The first routes to reopen will be from London Heathrow to Orlando, New York, Los Angeles, Shanghai and Hong Kong.
It said it said it hoped to see "steadily increasing passenger flying" in the final half of the year, and with a "gradual recovery" in 2021, subject to customer demand.
Details on other routes to be resumed will be released in the next few weeks.
We’re taking to the skies again. We’ll be flying from @HeathrowAirport to Orlando, New York, Los Angeles, Hong Kong and Shanghai from the 20th July. And with our brand new health and safety measures in place, you can be sure you can fly safe, and fly well: https://t.co/BCk1jCKFcq pic.twitter.com/2bqqBtUD7h— virginatlantic (@VirginAtlantic) June 4, 2020
To ensure safety of passengers on board its flights, which were halted as a result of shutdowns from the coronavirus pandemic, the company has said it will use powerful disinfectant on board flights that will ensure "no surface is left untouched".
Where social distancing is not possible, passengers will be required wear face masks.
Passengers will also receive a "health pack" including a medical-grade mask, a hand wipe, and some gel.
A revised food a drinks service will also be available on board.
Chief operating officer Juha Jarvinen said Virgin was "monitoring external conditions extremely closely," and was enthusiastic about aviation being a "vital enabler of the UK's economic recovery".
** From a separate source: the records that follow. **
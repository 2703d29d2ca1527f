use std::sync::Arc;

use crate::page::EventPageRenderer;

#[derive(Clone)]
pub struct AppState {
    pub renderer: Arc<EventPageRenderer>,
}

impl AppState {
    pub fn new(renderer: EventPageRenderer) -> Self {
        Self {
            renderer: Arc::new(renderer),
        }
    }
}
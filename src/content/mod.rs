//! Access to the hosted content lake.
//!
//! `ContentClient` speaks the HTTP query API; `LiveFetcher` is the read path
//! pages use. Both implement [`ContentSource`], which is the seam the page
//! renderer depends on.

pub mod client;
pub mod live;

use async_trait::async_trait;
use serde::Serialize;
use serde_json::{Map, Value};

use crate::error::Result;

pub use client::ContentClient;
pub use live::LiveFetcher;

/// Named GROQ parameters, referenced in queries as `$name`.
#[derive(Debug, Clone, Default, PartialEq, Serialize)]
pub struct QueryParams(Map<String, Value>);

impl QueryParams {
    pub fn new() -> Self {
        Self::default()
    }

    pub fn with(mut self, name: &str, value: impl Into<Value>) -> Self {
        self.0.insert(name.trim_start_matches('$').to_string(), value.into());
        self
    }

    pub fn iter(&self) -> impl Iterator<Item = (&String, &Value)> {
        self.0.iter()
    }

    pub fn is_empty(&self) -> bool {
        self.0.is_empty()
    }
}

/// Query result plus the cache tags the backend attached to it.
#[derive(Debug, Clone, Default, PartialEq)]
pub struct FetchResult {
    /// `Value::Null` when nothing matched.
    pub data: Value,
    pub tags: Vec<String>,
}

impl FetchResult {
    pub fn is_absent(&self) -> bool {
        self.data.is_null()
    }
}

#[async_trait]
pub trait ContentSource: Send + Sync {
    async fn fetch(&self, query: &str, params: &QueryParams) -> Result<FetchResult>;
}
The UK currently has a quarantine policy in place that requires incoming travellers to self-isolate for 14 days - the incubation period of COVID-19.
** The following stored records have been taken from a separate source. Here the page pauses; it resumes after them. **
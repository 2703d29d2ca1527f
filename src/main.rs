use anyhow::Context;
use clap::{Parser, Subcommand};
use std::path::PathBuf;
use tracing::{error, info};

use event_page::config::{self, Config};
use event_page::error::PageError;
use event_page::state::AppState;
use event_page::templates::EventTemplate;
use event_page::{build_renderer, logging, router};

use askama::Template;

#[derive(Parser)]
#[command(name = "event-page")]
#[command(about = "Serves event detail pages from the content lake")]
#[command(version)]
struct Cli {
    /// Path to the TOML configuration file
    #[arg(long, default_value = config::DEFAULT_CONFIG_PATH)]
    config: PathBuf,

    #[command(subcommand)]
    command: Commands,
}

#[derive(Subcommand)]
enum Commands {
    /// Run the HTTP server
    Serve {
        /// Port to listen on (overrides config and PORT)
        #[arg(long)]
        port: Option<u16>,
    },
    /// Render one event page to stdout
    Render {
        /// Event slug
        slug: String,
    },
}

#[tokio::main]
async fn main() -> anyhow::Result<()> {
    dotenv::dotenv().ok();

    let cli = Cli::parse();
    let mut config = Config::load(&cli.config)
        .with_context(|| format!("loading {}", cli.config.display()))?;

    let _guard = logging::init_logging(&config.logging);

    match cli.command {
        Commands::Serve { port } => {
            if let Some(port) = port {
                config.server.port = port;
            }
            serve(config).await
        }
        Commands::Render { slug } => render(config, &slug).await,
    }
}

async fn serve(config: Config) -> anyhow::Result<()> {
    let renderer = build_renderer(&config).context("configuring content client")?;
    let app = router::app_router(AppState::new(renderer));

    let bind_addr = format!("{}:{}", config.server.host, config.server.port);
    let listener = tokio::net::TcpListener::bind(&bind_addr)
        .await
        .with_context(|| format!("binding {bind_addr}"))?;

    info!(
        addr = %bind_addr,
        project = %config.content.project_id,
        dataset = %config.content.dataset,
        "event page server listening"
    );
    axum::serve(listener, app).await?;
    Ok(())
}

async fn render(config: Config, slug: &str) -> anyhow::Result<()> {
    let renderer = build_renderer(&config).context("configuring content client")?;
    match renderer.render(slug).await {
        Ok(page) => {
            let html = EventTemplate { event: page.view }.render()?;
            println!("{html}");
            Ok(())
        }
        Err(PageError::NotFound(slug)) => {
            error!(%slug, "event not found");
            anyhow::bail!("no event found for slug `{slug}`")
        }
        Err(err) => Err(err).context("fetching event"),
    }
}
Virgin Atlantic has been forced to restructure its company during the outbreak, reducing its workforce by 3,150 and cancelling its operations out of Gatwick Airport.
Just last month, company founder Richard Branson agreed to sell shares worth around £405 million in his Virgin Galactic space business to prop up his airline and leisure ventures.
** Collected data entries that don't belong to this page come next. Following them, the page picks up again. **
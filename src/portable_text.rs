//! Portable Text to HTML.
//!
//! Handles the default block styles, bullet/number lists nested by `level`,
//! the standard decorators and `link` annotations. Anything else is dropped
//! with a warning so an unexpected block never takes down a page.

use askama_escape::{escape, Html};
use serde::{Deserialize, Deserializer, Serialize};
use std::fmt::Write;

use crate::models::{lenient, lenient_vec};

#[derive(Debug, Clone, Serialize, Deserialize)]
pub struct PortableBlock {
    #[serde(rename = "_type")]
    pub kind: String,
    #[serde(rename = "_key", default)]
    pub key: Option<String>,
    #[serde(default, deserialize_with = "lenient")]
    pub style: Option<String>,
    #[serde(rename = "listItem", default, deserialize_with = "lenient")]
    pub list_item: Option<String>,
    #[serde(default, deserialize_with = "list_level")]
    pub level: Option<u32>,
    #[serde(default, deserialize_with = "lenient_vec")]
    pub children: Vec<Span>,
    #[serde(rename = "markDefs", default, deserialize_with = "lenient_vec")]
    pub mark_defs: Vec<MarkDef>,
}

/// Any JSON number, truncated; `1.0` is level 1.
fn list_level<'de, D>(deserializer: D) -> Result<Option<u32>, D::Error>
where
    D: Deserializer<'de>,
{
    let level: Option<f64> = lenient(deserializer)?;
    Ok(level.filter(|l| l.is_finite()).map(|l| l.clamp(0.0, u32::MAX as f64) as u32))
}

#[derive(Debug, Clone, Serialize, Deserialize)]
pub struct Span {
    #[serde(rename = "_type", default)]
    pub kind: String,
    #[serde(default)]
    pub text: String,
    #[serde(default)]
    pub marks: Vec<String>,
}

#[derive(Debug, Clone, Serialize, Deserialize)]
pub struct MarkDef {
    #[serde(rename = "_key")]
    pub key: String,
    #[serde(rename = "_type")]
    pub kind: String,
    pub href: Option<String>,
}

#[derive(Debug, Clone, Copy, PartialEq, Eq)]
enum ListKind {
    Bullet,
    Number,
}

impl ListKind {
    fn from_item(item: &str) -> Self {
        match item {
            "number" => ListKind::Number,
            _ => ListKind::Bullet,
        }
    }

    fn tag(self) -> &'static str {
        match self {
            ListKind::Bullet => "ul",
            ListKind::Number => "ol",
        }
    }
}

pub fn to_html(blocks: &[PortableBlock]) -> String {
    let mut out = String::new();
    // Open lists, innermost last; each one has an unclosed <li>.
    let mut lists: Vec<(u32, ListKind)> = Vec::new();

    for block in blocks {
        if block.kind != "block" {
            close_lists(&mut out, &mut lists);
            tracing::warn!(block_type = %block.kind, key = ?block.key, "skipping unknown block type");
            continue;
        }

        match block.list_item.as_deref() {
            Some(item) => {
                let level = block.level.unwrap_or(1).max(1);
                let kind = ListKind::from_item(item);
                open_list_item(&mut out, &mut lists, level, kind);
                render_children(&mut out, block);
            }
            None => {
                close_lists(&mut out, &mut lists);
                let tag = block_tag(block.style.as_deref());
                let _ = write!(out, "<{tag}>");
                render_children(&mut out, block);
                let _ = write!(out, "</{tag}>");
            }
        }
    }
    close_lists(&mut out, &mut lists);
    out
}

fn open_list_item(out: &mut String, lists: &mut Vec<(u32, ListKind)>, level: u32, kind: ListKind) {
    loop {
        match lists.last().copied() {
            Some((top, top_kind)) if top == level && top_kind == kind => {
                out.push_str("</li><li>");
                return;
            }
            Some((top, _)) if top < level => break,
            Some(_) => {
                let (_, closing) = lists.pop().unwrap_or((level, kind));
                let _ = write!(out, "</li></{}>", closing.tag());
            }
            None => break,
        }
    }
    let _ = write!(out, "<{}><li>", kind.tag());
    lists.push((level, kind));
}

fn close_lists(out: &mut String, lists: &mut Vec<(u32, ListKind)>) {
    while let Some((_, kind)) = lists.pop() {
        let _ = write!(out, "</li></{}>", kind.tag());
    }
}

fn block_tag(style: Option<&str>) -> &'static str {
    match style.unwrap_or("normal") {
        "h1" => "h1",
        "h2" => "h2",
        "h3" => "h3",
        "h4" => "h4",
        "h5" => "h5",
        "h6" => "h6",
        "blockquote" => "blockquote",
        _ => "p",
    }
}

fn render_children(out: &mut String, block: &PortableBlock) {
    for span in &block.children {
        if span.kind != "span" && !span.kind.is_empty() {
            tracing::warn!(span_type = %span.kind, "skipping unknown inline type");
            continue;
        }

        let mut closers = Vec::with_capacity(span.marks.len());
        for mark in &span.marks {
            closers.push(open_mark(out, mark, &block.mark_defs));
        }
        render_text(out, &span.text);
        for closer in closers.iter().rev() {
            out.push_str(closer);
        }
    }
}

/// Writes the opening tag for `mark` and returns the matching closing tag.
fn open_mark(out: &mut String, mark: &str, defs: &[MarkDef]) -> &'static str {
    match mark {
        "strong" => {
            out.push_str("<strong>");
            "</strong>"
        }
        "em" => {
            out.push_str("<em>");
            "</em>"
        }
        "code" => {
            out.push_str("<code>");
            "</code>"
        }
        "underline" => {
            out.push_str(r#"<span style="text-decoration:underline">"#);
            "</span>"
        }
        "strike-through" => {
            out.push_str("<del>");
            "</del>"
        }
        key => match defs.iter().find(|d| d.key == key) {
            Some(def) if def.kind == "link" => {
                let href = def.href.as_deref().unwrap_or_default();
                let _ = write!(out, r#"<a href="{}">"#, escape(href, Html));
                "</a>"
            }
            Some(def) => {
                let _ = write!(out, r#"<span class="unknown__pt__mark__{}">"#, escape(&def.kind, Html));
                "</span>"
            }
            None => {
                let _ = write!(out, r#"<span class="unknown__pt__mark__{}">"#, escape(key, Html));
                "</span>"
            }
        },
    }
}

fn render_text(out: &mut String, text: &str) {
    for (i, line) in text.split('\n').enumerate() {
        if i > 0 {
            out.push_str("<br/>");
        }
        let _ = write!(out, "{}", escape(line, Html));
    }
}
He had earlier looked to the government for support in the struggling business, saying he would also be willing to remortgage his Caribbean island home on Necker Island.
The aviation industry on a whole has been devastated by the pandemic as countries have been forced to close their borders in a bid to stop the virus from spreading.
But as the pandemic appears to subside - with many nations reporting fewer cases day upon day - other airlines have also looked to resuming routes.
British Airways has revealed it has plans to launch "a meaningful return to service" in July, while easyJet is set to resume mainly domestic flights on 15 June.